Professional photographers spend a lot of time learning and attempting to keep up with the speeding technology of digital photography and it seems that learning how to do it all is a requirement every hour. And so I chase, I research, I try it out and I keep on top of what is out there. The digital aspect of photography is time consuming and mind boggling; storage, color space, pixels, white balance, megabytes, gigabytes, terabytes and gigabit networks. Just when I think, okay, I got it, it changes. I congratulate the 2 photographers that have figured it all out.
While visiting my Dad, I came across some of his magazines from 1965. I opened one up and a big smile formed on my face. Oh nice.. then I had to look at all of them. I was so happy after that little trip to the hip 1960's. Cigarettes, alcohol, love, and rock & roll, advertisements that boldly shunned the conservative 1950's. These advertisements were raw and on the edge and fun! But what really struck me was that photography has not changed. What makes a beautiful photo still holds true today (despite the digital revolution).
It's all about light and composition, isolation and removing distracting elements. And in that moment, I forgot about the technology. So, for just a minute, join me in forgetting about the pixels and the gigabit networks and just think about your photos. Ahhh, it feels good doesn't it? Being mindful before you click will improve your photos.
Here are some simple tips to help you take a better photo at home.
CLEAN YOUR CAMERA LENS
That that little cloud that appeared in all your photos. It is probably finger print smudge. Invest a $1.99 in some camera cleaning tissues and clean your lens from time to time. And get yourself a camera case to protect your camera when you are not using it.
DON'T PHOTOGRAPH YOUR THUMBS
Remove your fingers from your photos. Before you take your next photo, find out where the lens is located and practice keeping your fingers away from it.
TURN ON YOUR FLASH
When photographing people and pets turn on the flash to brighten up the eyes and face on your subject. Especially on a bright day when the sun is directly overhead, turn it on (yes, really). You will be pleased with how much nicer your subjects will appear.
TURN OFF YOUR FLASH (especially in front of windows)
Your flash will not help if you are photographing a big landscape or anything that is out of the reach of your flash. If you subject is say, beyond 10 feet, turn the flash off.
USE YOUR AUTO MODES
There is a little dial on most cameras that allow you to choose your shooting mode. A flower, a face, a mountain, a little guy running. Those are all presets that allow your camera to change the settings to best suit your subject. Refer to camera manual to learn how to change them and take advantage of those settings. They work for beginning photographers.
WAIT FOR YOUR CAMERA TO FOCUS
Most cameras will focus when you press the shutter half-way, at that point look through your view finder for your focus indicator, a green box or a red dot. Before you click, make sure your intended subject is in focus. If it is not, release the shutter, move, recompose and try again.

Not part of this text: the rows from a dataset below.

//! Shortest route search with route exclusion.
//!
//! Routes that are not excluded are split by the longest prefix they share with an
//! excluded route: such a route leaves its prefix through a next hop that no excluded
//! route takes right after that prefix. Each prefix gets one Dijkstra search from its
//! last node, with the other prefix nodes and the taken next hops removed (the spur
//! search of Yen's k-shortest-paths algorithm). The best spur result over all prefixes
//! is the answer, so a call costs one Dijkstra run per distinct excluded prefix.

use std::cmp::Ordering;
use std::collections::{BTreeMap, BTreeSet, HashMap, HashSet};

use log::trace;

use crate::cost::OrdCost;
use crate::errors::GraphError;
use crate::graph::{Edge, Node, WeightedGraph};
use crate::route::{PathResult, Route};

use super::dijkstra::{restricted_distances, shortest_distances, Direction};

/// Routes a search must not return again.
pub type ExcludedRoutes = HashSet<Route>;

/// Prefix tree of the excluded routes: every proper prefix maps to the next hops
/// excluded routes take after it.
type Prefixes<'g> = BTreeMap<Vec<&'g Node>, BTreeSet<&'g Node>>;

/// Route found by a spur search.
struct Candidate<'g> {
    cost: f64,
    nodes: Vec<&'g Node>,
}

impl<'g> Candidate<'g> {
    /// Lower cost first, then smallest predecessor of the destination, then its
    /// predecessor, and so on.
    fn precedes(&self, other: &Candidate<'g>) -> bool {
        let order = OrdCost(self.cost).cmp(&OrdCost(other.cost))
            .then_with(|| self.nodes.iter().rev().cmp(other.nodes.iter().rev()));
        order == Ordering::Less
    }
}

/// Single-source shortest route search over a read-only graph.
pub struct ShortestPathSolver<'g> {
    graph: &'g WeightedGraph,
}

impl<'g> ShortestPathSolver<'g> {
    pub fn new(graph: &'g WeightedGraph) -> Self {
        ShortestPathSolver { graph }
    }

    fn known_node(&self, id: &str) -> Result<&'g Node, GraphError> {
        self.graph.node(id).ok_or_else(|| GraphError::NoSuchNode(Node::from(id)))
    }

    /// Cheapest route from `start` to every node of the graph, skipping `excluded` routes.
    pub fn solve(&self, start: &str, excluded: &ExcludedRoutes) -> Result<BTreeMap<Node, PathResult>, GraphError> {
        let start = self.known_node(start)?;
        let reachable = shortest_distances(self.graph, start.as_str(), Direction::Forward);

        let mut res = BTreeMap::new();
        for node in self.graph.nodes() {
            let result = if reachable.contains_key(node) {
                self.solve_to(start.as_str(), node.as_str(), excluded)?
            } else {
                PathResult::Unreachable { destination: node.clone() }
            };
            res.insert(node.clone(), result);
        }

        Ok(res)
    }

    /// Cheapest route from `start` to `end` that is not in `excluded`.
    ///
    /// Equal-cost routes are returned smallest predecessor first (comparing the
    /// routes backwards from `end`). Returns `Unreachable` when no route exists or
    /// every route has been excluded.
    pub fn solve_to(&self, start: &str, end: &str, excluded: &ExcludedRoutes) -> Result<PathResult, GraphError> {
        let start = self.known_node(start)?;
        let end = self.known_node(end)?;

        let unreachable = || PathResult::Unreachable { destination: end.clone() };

        if start == end {
            return Ok(match Route::new(vec![start.clone()]) {
                Some(route) if !excluded.contains(&route) => PathResult::Reachable { route, cost: 0.0 },
                _ => unreachable(),
            });
        }

        if !shortest_distances(self.graph, end.as_str(), Direction::Backward).contains_key(start) {
            return Ok(unreachable());
        }

        let mut best: Option<Candidate> = None;
        for (prefix, taken) in self.prefixes(start, end, excluded) {
            if let Some(candidate) = self.spur(&prefix, &taken, end) {
                if best.as_ref().map_or(true, |b| candidate.precedes(b)) {
                    best = Some(candidate);
                }
            }
        }

        let (route, cost) = match best {
            Some(c) => match Route::new(c.nodes.into_iter().cloned().collect()) {
                Some(route) => (route, c.cost),
                None => return Ok(unreachable()),
            },
            None => return Ok(unreachable()),
        };

        let res = PathResult::Reachable { route, cost };
        trace!("route {} -> {}: {}", start, end, res);
        Ok(res)
    }

    /// Excluded routes from `start` to `end` as a prefix tree, rooted at `[start]`.
    ///
    /// Routes that repeat a node or leave the graph can't match a real route and are left out.
    fn prefixes(&self, start: &'g Node, end: &'g Node, excluded: &ExcludedRoutes) -> Prefixes<'g> {
        let mut res = Prefixes::new();
        res.insert(vec![start], BTreeSet::new());

        for route in excluded {
            if route.first() != start || route.last() != end {
                continue;
            }
            let nodes = match route.nodes().iter().map(|n| self.graph.node(n.as_str())).collect::<Option<Vec<_>>>() {
                Some(nodes) => nodes,
                None => continue,
            };
            if nodes.iter().collect::<HashSet<_>>().len() != nodes.len() {
                continue;
            }

            for i in 1..nodes.len() {
                res.entry(nodes[..i].to_vec()).or_default().insert(nodes[i]);
            }
        }

        res
    }

    /// Cheapest route that starts with `prefix` and does not continue through any of `taken`.
    fn spur(&self, prefix: &[&'g Node], taken: &BTreeSet<&'g Node>, end: &'g Node) -> Option<Candidate<'g>> {
        let (&spur, root) = prefix.split_last()?;
        let root_cost = self.prefix_cost(prefix)?;

        // Simple routes only: the root can't be entered again
        let allowed = |e: &Edge| {
            !root.iter().any(|&n| *n == e.destination) && !(e.source == *spur && taken.contains(&e.destination))
        };

        let dist = restricted_distances(self.graph, spur, root_cost, Direction::Forward, &allowed);
        let cost = *dist.get(end)?;
        let tail = self.cheapest_tail(spur, end, &dist, &allowed)?;

        let mut nodes = root.to_vec();
        nodes.extend(tail);
        Some(Candidate { cost, nodes })
    }

    /// Cost of `nodes` when each hop takes the cheapest edge, summed in route order.
    fn prefix_cost(&self, nodes: &[&'g Node]) -> Option<f64> {
        nodes.windows(2).try_fold(0.0, |acc, hop| {
            self.graph.cheapest_successors(hop[0].as_str()).get(hop[1]).map(|w| acc + w)
        })
    }

    /// Rebuilds a cheapest route from `spur` to `end` out of the `dist` map, walking back from
    /// `end` and taking at each step the smallest predecessor that keeps the cost exact and can
    /// still be reached from `spur` without going through the nodes already picked.
    fn cheapest_tail<F>(&self, spur: &'g Node, end: &'g Node, dist: &HashMap<&'g Node, f64>, allowed: &F) -> Option<Vec<&'g Node>>
        where F: Fn(&Edge) -> bool
    {
        let mut tail = vec![end];
        let mut picked = HashSet::new();
        picked.insert(end);

        let mut current = end;
        while current != spur {
            let reachable = self.tight_reachable(spur, dist, &picked, allowed);
            let current_cost = *dist.get(current)?;

            let next = self.graph.edges_into(current.as_str()).iter()
                .filter(|&e| allowed(e))
                .filter_map(|e| {
                    let &source = reachable.get(&e.source)?;
                    let &source_cost = dist.get(source)?;
                    if source_cost + e.cost == current_cost { Some(source) } else { None }
                })
                .min()?;

            tail.push(next);
            picked.insert(next);
            current = next;
        }

        tail.reverse();
        Some(tail)
    }

    /// Nodes reachable from `spur` through edges that keep the `dist` cost exact, avoiding `picked`.
    fn tight_reachable<F>(&self, spur: &'g Node, dist: &HashMap<&'g Node, f64>, picked: &HashSet<&'g Node>, allowed: &F) -> HashSet<&'g Node>
        where F: Fn(&Edge) -> bool
    {
        let mut seen = HashSet::new();
        let mut stack = vec![spur];
        seen.insert(spur);

        while let Some(node) = stack.pop() {
            let node_cost = match dist.get(node) {
                Some(&cost) => cost,
                None => continue,
            };
            for edge in self.graph.edges_from(node.as_str()).iter().filter(|&e| allowed(e)) {
                let next = match self.graph.node(edge.destination.as_str()) {
                    Some(next) => next,
                    None => continue,
                };
                if picked.contains(next) || seen.contains(next) {
                    continue;
                }
                if dist.get(next) == Some(&(node_cost + edge.cost)) {
                    seen.insert(next);
                    stack.push(next);
                }
            }
        }

        seen
    }
}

Before taking a photo, look around for unwanted intruders. A stick from a tree growing out of your subject's head. Look for ugly elements like half eaten hamburger or an electrical cord. Sometimes just moving around can improve your photo, but removing those things is even better.
GET LEVEL WITH YOUR SUBJECT
If you are photographing a child or pet, sit down and get level with the eyes of your subject.
FOLLOW THE RULES OF COMPOSITION
A common compositional practice is the "Rule of Thirds" in which your subject is not smack in the middle of your photo, but about a third of the way into your photo. Using the Rule of Thirds will improve your photos dramatically.
FIND SOME GOOD LIGHT
Sunset and sunrise yields the most beautiful light, but you can also take some beautiful photos by placing your subject just on the inside edge of a shadow. Another lovely lighting set up is to have your subject face a window while indoors and allow the sun to illuminate your subject's face. If your subject is squinting, then move them into the dappled shade of a tree, and turn on your flash.
GET IN CLOSE
Fill your frame with your subject. It is amazing how you can remove many distracting elements by just taking a step toward your subject or zooming in.
Try to hold your camera still when you click to improve the sharpness of your photos and avoid blur caused by movement. Also, be aware of crooked horizons, unless intended.
PRACTICE & SHOOT A LOT
Practice, Practice, Practice. The more photos you take, the more photos you will like.
PHOTOGRAPH FROM THE HEART
If you love something, you will love the photos you take of that something. It might be your baby, your spouse, your best friend, your dog or your cat. And no matter how perfect or imperfect the photos are, you will always love them. Afterall, photos are about preserving memories.